(Saved entries)

--------------------------------------------------

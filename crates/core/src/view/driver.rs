use crate::view::state::{Analysis, AnalysisView, Trigger, ViewState};
use std::future::Future;
use std::pin::Pin;
use std::sync::Arc;
use std::time::Duration;
use tokio::sync::{mpsc, oneshot, watch};

const COMMAND_BUFFER: usize = 16;

/// The simulated "analyzing" wait.
#[async_trait::async_trait]
pub trait Delay: Send + Sync {
    async fn elapse(&self);
}

#[derive(Debug, Clone)]
pub struct TokioDelay {
    duration: Duration,
}

impl TokioDelay {
    pub fn new(duration: Duration) -> Self {
        Self { duration }
    }
}

#[async_trait::async_trait]
impl Delay for TokioDelay {
    async fn elapse(&self) {
        tokio::time::sleep(self.duration).await;
    }
}

#[derive(Debug)]
enum Command {
    Trigger { reply: oneshot::Sender<Trigger> },
}

type Pending = Pin<Box<dyn Future<Output = ()> + Send>>;

/// Owns the [`AnalysisView`] on a single task and publishes every state change.
pub struct ViewDriver {
    view: AnalysisView,
    delay: Arc<dyn Delay>,
    commands: mpsc::Receiver<Command>,
    states: watch::Sender<ViewState>,
}

impl ViewDriver {
    pub fn spawn(view: AnalysisView, delay: Arc<dyn Delay>) -> ViewHandle {
        let (command_tx, commands) = mpsc::channel(COMMAND_BUFFER);
        let (states, state_rx) = watch::channel(view.state().clone());

        let driver = Self {
            view,
            delay,
            commands,
            states,
        };
        tokio::spawn(driver.run());

        ViewHandle {
            commands: command_tx,
            states: state_rx,
        }
    }

    async fn run(mut self) {
        let mut pending: Option<Pending> = None;

        loop {
            tokio::select! {
                cmd = self.commands.recv() => {
                    let Some(Command::Trigger { reply }) = cmd else {
                        break;
                    };
                    let outcome = self.view.trigger();
                    if outcome == Trigger::Started {
                        let delay = Arc::clone(&self.delay);
                        pending = Some(Box::pin(async move { delay.elapse().await }));
                        self.publish();
                        tracing::info!("analysis started");
                    } else {
                        tracing::debug!("trigger ignored; analysis already running");
                    }
                    let _ = reply.send(outcome);
                }
                _ = wait_pending(&mut pending), if pending.is_some() => {
                    pending = None;
                    if self.view.complete() {
                        self.publish();
                        if let Some(analysis) = self.view.state().analysis() {
                            tracing::info!(
                                run_id = %analysis.run_id,
                                picks = analysis.picks.len(),
                                best_pick = analysis.best_pick().map(|s| s.symbol.as_str()).unwrap_or("-"),
                                "analysis completed"
                            );
                        }
                    }
                }
            }
        }

        tracing::debug!("view driver stopped");
    }

    fn publish(&self) {
        self.states.send_replace(self.view.state().clone());
    }
}

async fn wait_pending(pending: &mut Option<Pending>) {
    match pending.as_mut() {
        Some(fut) => fut.await,
        None => std::future::pending().await,
    }
}

/// Caller-facing side of the driver. Cheap to clone.
#[derive(Debug, Clone)]
pub struct ViewHandle {
    commands: mpsc::Sender<Command>,
    states: watch::Receiver<ViewState>,
}

impl ViewHandle {
    /// Requests a run. The `Loading` state is already published when this returns `Started`.
    pub async fn trigger(&self) -> anyhow::Result<Trigger> {
        let (reply, rx) = oneshot::channel();
        self.commands
            .send(Command::Trigger { reply })
            .await
            .map_err(|_| anyhow::anyhow!("view driver is not running"))?;
        rx.await
            .map_err(|_| anyhow::anyhow!("view driver dropped trigger reply"))
    }

    pub fn state(&self) -> ViewState {
        self.states.borrow().clone()
    }

    pub fn subscribe(&self) -> watch::Receiver<ViewState> {
        self.states.clone()
    }

    /// Waits until the view holds an analysis. Returns immediately if it already does.
    pub async fn wait_analyzed(&self) -> anyhow::Result<Analysis> {
        let mut rx = self.subscribe();
        let state = rx
            .wait_for(|s| s.analysis().is_some())
            .await
            .map_err(|_| anyhow::anyhow!("view driver stopped before analysis completed"))?;
        state
            .analysis()
            .cloned()
            .ok_or_else(|| anyhow::anyhow!("view is not analyzed"))
    }
}

#[cfg(test)]
mod tests {
    use super::*;
    use tokio::sync::Notify;

    /// Completes only when the test opens the gate.
    struct GateDelay {
        gate: Arc<Notify>,
    }

    #[async_trait::async_trait]
    impl Delay for GateDelay {
        async fn elapse(&self) {
            self.gate.notified().await;
        }
    }

    fn gated() -> (ViewHandle, Arc<Notify>) {
        let gate = Arc::new(Notify::new());
        let handle = ViewDriver::spawn(
            AnalysisView::reference(),
            Arc::new(GateDelay {
                gate: Arc::clone(&gate),
            }),
        );
        (handle, gate)
    }

    fn symbols(analysis: &Analysis) -> Vec<&str> {
        analysis.picks.iter().map(|s| s.symbol.as_str()).collect()
    }

    #[test]
    fn command_debug_names_the_variant() {
        let (reply, _rx) = oneshot::channel();
        let debug = format!("{:?}", Command::Trigger { reply });
        assert!(debug.starts_with("Trigger"));
    }

    #[tokio::test]
    async fn trigger_publishes_loading_before_analyzed() {
        let (handle, gate) = gated();
        assert_eq!(handle.state(), ViewState::Idle);

        assert_eq!(handle.trigger().await.unwrap(), Trigger::Started);
        assert_eq!(handle.state(), ViewState::Loading);

        gate.notify_one();
        let analysis = handle.wait_analyzed().await.unwrap();
        assert_eq!(symbols(&analysis), ["YESBANK", "SUZLON", "TATASTLBSL", "RPOWER"]);
    }

    #[tokio::test]
    async fn triggers_while_loading_are_ignored_not_queued() {
        let (handle, gate) = gated();
        handle.trigger().await.unwrap();
        assert_eq!(handle.trigger().await.unwrap(), Trigger::Ignored);
        assert_eq!(handle.trigger().await.unwrap(), Trigger::Ignored);

        gate.notify_one();
        handle.wait_analyzed().await.unwrap();

        // Nothing was queued behind the completed run.
        tokio::task::yield_now().await;
        assert!(handle.state().analysis().is_some());
    }

    #[tokio::test]
    async fn never_skips_loading() {
        let (handle, gate) = gated();
        let mut rx = handle.subscribe();

        handle.trigger().await.unwrap();
        rx.changed().await.unwrap();
        assert!(rx.borrow_and_update().is_loading());

        gate.notify_one();
        rx.changed().await.unwrap();
        assert!(rx.borrow_and_update().analysis().is_some());
    }

    #[tokio::test]
    async fn refresh_produces_equivalent_analysis() {
        let (handle, gate) = gated();
        handle.trigger().await.unwrap();
        gate.notify_one();
        let first = handle.wait_analyzed().await.unwrap();

        assert_eq!(handle.trigger().await.unwrap(), Trigger::Started);
        assert!(handle.state().is_loading());
        gate.notify_one();
        let second = handle.wait_analyzed().await.unwrap();

        assert_eq!(first.picks, second.picks);
        assert_ne!(first.run_id, second.run_id);
    }

    #[tokio::test]
    async fn tokio_delay_completes_after_duration() {
        let handle = ViewDriver::spawn(
            AnalysisView::reference(),
            Arc::new(TokioDelay::new(Duration::from_millis(20))),
        );
        handle.trigger().await.unwrap();
        assert!(handle.state().is_loading());

        let analysis = tokio::time::timeout(Duration::from_secs(5), handle.wait_analyzed())
            .await
            .unwrap()
            .unwrap();
        assert_eq!(analysis.best_pick().unwrap().symbol, "YESBANK");
    }
}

--------------------------------------------------

Brief -
Where a line of the data contains the string "Result", include it in a count, and state that count alone.

Written solution -
2